There are a lot of people hoping and dreaming that the United States actually gets good, actually does start winning.
Yet the USMNT is now just 2-7-6 in World Cup play over the last two decades. That’s it, a measly two victories. They came against Algeria (2010) and Ghana (2014). That’s it.
On the biggest of stages, it just exists. Lots of talk about the time they almost won or how Landon Donovan pulled out a late tie or who knows what else.
The good news Friday was that the core of young players that make up this team expressed disappointment in not beating England. There wasn’t a lot of moral victory talk. Yes, Christian Pulisic hit a crossbar, but you can hit 100 of them and it doesn’t matter. That shot wasn’t going in.

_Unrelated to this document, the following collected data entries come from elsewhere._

mod common;

use common::*;
use depot::{
    Error,
    ingest::Ingestor,
    query::QueryEngine,
    shared::geo::{Coordinate, Distance},
    store::Store,
};

async fn loaded_store(entries: &[(&str, &str)]) -> (Store, i64) {
    let store = Store::open_in_memory().await.unwrap();
    let outcome = Ingestor::new(store.clone())
        .ingest(feed_zip(entries), "test.zip")
        .await
        .unwrap();
    let version = outcome.version().id;
    (store, version)
}

fn spread_stops() -> &'static str {
    // Distances from (59.33, 18.06): near ~111m, mid ~556m, far ~7.8km.
    "stop_id,stop_name,stop_lat,stop_lon\n\
     NEAR,Near Stop,59.331,18.06\n\
     MID,Mid Stop,59.335,18.06\n\
     FAR,Far Stop,59.4,18.06\n"
}

#[tokio::test]
async fn nearby_stops_ordering_and_filter_test() {
    let (store, version) = loaded_store(&[
        ("agency.txt", AGENCY),
        ("routes.txt", ROUTES),
        ("trips.txt", TRIPS),
        ("stops.txt", spread_stops()),
    ])
    .await;
    let queries = QueryEngine::new(store);
    let center = Coordinate::new(59.33, 18.06);

    let nearby = queries
        .nearby_stops(version, center, Distance::from_meters(1000.0), 10)
        .await
        .unwrap();

    // Every returned stop is inside the radius, in ascending distance, and
    // no in-radius stop is missing.
    assert_eq!(nearby.len(), 2);
    assert_eq!(nearby[0].stop.stop_id, "NEAR");
    assert_eq!(nearby[1].stop.stop_id, "MID");
    for stop in &nearby {
        assert!(stop.distance_meters <= 1000.0);
        let exact = center.distance(&stop.stop.coordinate).as_meters();
        assert!((stop.distance_meters - exact).abs() < 1e-6);
    }

    let wider = queries
        .nearby_stops(version, center, Distance::from_kilometers(10.0), 10)
        .await
        .unwrap();
    assert_eq!(wider.len(), 3);
    assert_eq!(wider[2].stop.stop_id, "FAR");
}

#[tokio::test]
async fn nearby_stops_respects_limit_test() {
    let (store, version) = loaded_store(&[
        ("agency.txt", AGENCY),
        ("routes.txt", ROUTES),
        ("trips.txt", TRIPS),
        ("stops.txt", spread_stops()),
    ])
    .await;
    let queries = QueryEngine::new(store);
    let nearby = queries
        .nearby_stops(
            version,
            Coordinate::new(59.33, 18.06),
            Distance::from_kilometers(10.0),
            1,
        )
        .await
        .unwrap();
    assert_eq!(nearby.len(), 1);
    assert_eq!(nearby[0].stop.stop_id, "NEAR");
}

#[tokio::test]
async fn nearby_stops_across_antimeridian_test() {
    let (store, version) = loaded_store(&[
        ("agency.txt", AGENCY),
        ("routes.txt", ROUTES),
        ("trips.txt", TRIPS),
        (
            // ACROSS sits ~2.2km from the center but on the far side of the
            // ±180° meridian; AWAY is hundreds of kilometers off.
            "stops.txt",
            "stop_id,stop_name,stop_lat,stop_lon\n\
             ACROSS,Far Side,-16.8,-179.99\n\
             AWAY,Suva,-18.14,178.44\n",
        ),
    ])
    .await;
    let queries = QueryEngine::new(store);
    let center = Coordinate::new(-16.8, 179.99);

    let nearby = queries
        .nearby_stops(version, center, Distance::from_meters(5000.0), 10)
        .await
        .unwrap();
    assert_eq!(nearby.len(), 1);
    assert_eq!(nearby[0].stop.stop_id, "ACROSS");
    assert!(nearby[0].distance_meters < 5000.0);
}

#[tokio::test]
async fn invalid_query_bounds_test() {
    let (store, version) = loaded_store(&[
        ("agency.txt", AGENCY),
        ("routes.txt", ROUTES),
        ("trips.txt", TRIPS),
        ("stops.txt", STOPS),
    ])
    .await;
    let queries = QueryEngine::new(store);

    let bad_center = queries
        .nearby_stops(
            version,
            Coordinate::new(95.0, 18.06),
            Distance::from_meters(100.0),
            10,
        )
        .await;
    assert!(matches!(bad_center, Err(Error::InvalidQueryBounds(_))));

    let bad_radius = queries
        .nearby_stops(
            version,
            Coordinate::new(59.33, 18.06),
            Distance::from_meters(f64::NAN),
            10,
        )
        .await;
    assert!(matches!(bad_radius, Err(Error::InvalidQueryBounds(_))));

    let bad_time = queries.departures_after(version, "S1", "25:99", 5).await;
    assert!(matches!(bad_time, Err(Error::InvalidQueryBounds(_))));
}

#[tokio::test]
async fn departures_past_midnight_ordering_test() {
    let (store, version) = loaded_store(&[
        ("agency.txt", AGENCY),
        ("routes.txt", ROUTES),
        (
            "trips.txt",
            "trip_id,route_id,service_id\nT1,R1,WKDY\nT2,R1,WKDY\nT3,R1,WKDY\n",
        ),
        (
            "stops.txt",
            "stop_id,stop_name,stop_lat,stop_lon\nS1,Central,59.33,18.06\n",
        ),
        (
            "stop_times.txt",
            "trip_id,arrival_time,departure_time,stop_id,stop_sequence\n\
             T1,08:00:00,08:00:00,S1,1\n\
             T2,23:50:00,23:50:00,S1,1\n\
             T3,25:10:00,25:10:00,S1,1\n",
        ),
    ])
    .await;
    let queries = QueryEngine::new(store);

    let departures = queries
        .departures_after(version, "S1", "23:00:00", 10)
        .await
        .unwrap();
    let times: Vec<&str> = departures
        .iter()
        .map(|departure| departure.departure_time.as_str())
        .collect();
    // "25:10:00" is 01:10 on the next calendar day but the same service
    // day, and sorts after "23:50:00" lexically.
    assert_eq!(times, ["23:50:00", "25:10:00"]);

    let all = queries
        .departures_after(version, "S1", "00:00:00", 10)
        .await
        .unwrap();
    assert_eq!(all.len(), 3);
    assert_eq!(all[0].departure_time, "08:00:00");
    assert_eq!(all[0].route_id, "R1");
    assert_eq!(all[0].route_short_name.as_deref(), Some("1"));

    let capped = queries
        .departures_after(version, "S1", "00:00:00", 2)
        .await
        .unwrap();
    assert_eq!(capped.len(), 2);
}

#[tokio::test]
async fn departures_threshold_is_normalized_test() {
    let (store, version) = loaded_store(&[
        ("agency.txt", AGENCY),
        ("routes.txt", ROUTES),
        ("trips.txt", TRIPS),
        ("stops.txt", STOPS),
        ("stop_times.txt", STOP_TIMES),
    ])
    .await;
    let queries = QueryEngine::new(store);
    // An unpadded threshold must compare numerically, not as "8:..".
    let departures = queries
        .departures_after(version, "S1", "7:59:00", 10)
        .await
        .unwrap();
    assert_eq!(departures.len(), 1);
    assert_eq!(departures[0].departure_time, "08:00:00");
}

#[tokio::test]
async fn shape_aggregation_test() {
    let (store, version) = loaded_store(&[
        ("agency.txt", AGENCY),
        ("routes.txt", ROUTES),
        ("trips.txt", TRIPS),
        ("stops.txt", STOPS),
        (
            // Rows arrive out of order across shapes; draw order comes from
            // the sequence numbers alone.
            "shapes.txt",
            "shape_id,shape_pt_lat,shape_pt_lon,shape_pt_sequence\n\
             B,59.40,18.10,1\n\
             A,59.34,18.07,2\n\
             A,59.33,18.06,1\n",
        ),
    ])
    .await;
    let queries = QueryEngine::new(store);

    let polylines = queries.shape_polylines(version, None).await.unwrap();
    assert_eq!(polylines.len(), 2);
    let a = polylines.iter().find(|p| p.shape_id == "A").unwrap();
    let b = polylines.iter().find(|p| p.shape_id == "B").unwrap();
    assert_eq!(
        a.points,
        vec![Coordinate::new(59.33, 18.06), Coordinate::new(59.34, 18.07)]
    );
    assert_eq!(b.points, vec![Coordinate::new(59.40, 18.10)]);

    let only_a = queries.shape_polylines(version, Some("A")).await.unwrap();
    assert_eq!(only_a.len(), 1);
    assert_eq!(only_a[0].shape_id, "A");
}

#[tokio::test]
async fn stop_lookup_test() {
    let (store, version) = loaded_store(&[
        ("agency.txt", AGENCY),
        ("routes.txt", ROUTES),
        ("trips.txt", TRIPS),
        ("stops.txt", STOPS),
    ])
    .await;
    let queries = QueryEngine::new(store);

    let stop = queries.stop(version, "S1").await.unwrap().unwrap();
    assert_eq!(stop.name, "Central");
    assert!((stop.coordinate.latitude - 59.33).abs() < 1e-9);
    assert!((stop.coordinate.longitude - 18.06).abs() < 1e-9);
    assert!(queries.stop(version, "NOPE").await.unwrap().is_none());
}

#[tokio::test]
async fn queries_are_version_scoped_test() {
    let store = Store::open_in_memory().await.unwrap();
    let ingestor = Ingestor::new(store.clone());
    let first = ingestor
        .ingest(minimal_feed(), "first.zip")
        .await
        .unwrap()
        .version()
        .id;
    let second = ingestor
        .ingest(
            feed_zip(&[
                ("agency.txt", AGENCY),
                ("routes.txt", ROUTES),
                ("trips.txt", TRIPS),
                (
                    "stops.txt",
                    "stop_id,stop_name,stop_lat,stop_lon\nS9,Elsewhere,59.50,18.20\n",
                ),
            ]),
            "second.zip",
        )
        .await
        .unwrap()
        .version()
        .id;
    assert_ne!(first, second);

    let queries = QueryEngine::new(store);
    assert!(queries.stop(first, "S1").await.unwrap().is_some());
    assert!(queries.stop(second, "S1").await.unwrap().is_none());
    assert!(queries.stop(second, "S9").await.unwrap().is_some());
}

So now it comes down to actually winning a game that it must win. It comes down to proving that it can do something that its famous chant is rooted in.
Beat Iran, which is ranked 20th in the world (the U.S. is 16th). Beat Iran, which lost 6-2 Monday to this same England team.
The challenge: Iran doesn’t need to win on Tuesday. Due to its 2-0 victory over Wales (who the Americans tied 1-1), all the Iranians need is a draw. They can pack it in, especially late in a close game, and play for the tie.
Whatever, if the USMNT isn’t up for that challenge, if they can’t rise up to beat a beatable team in a game they have to win, then it is once again back to the drawing board, because believing just isn’t enough.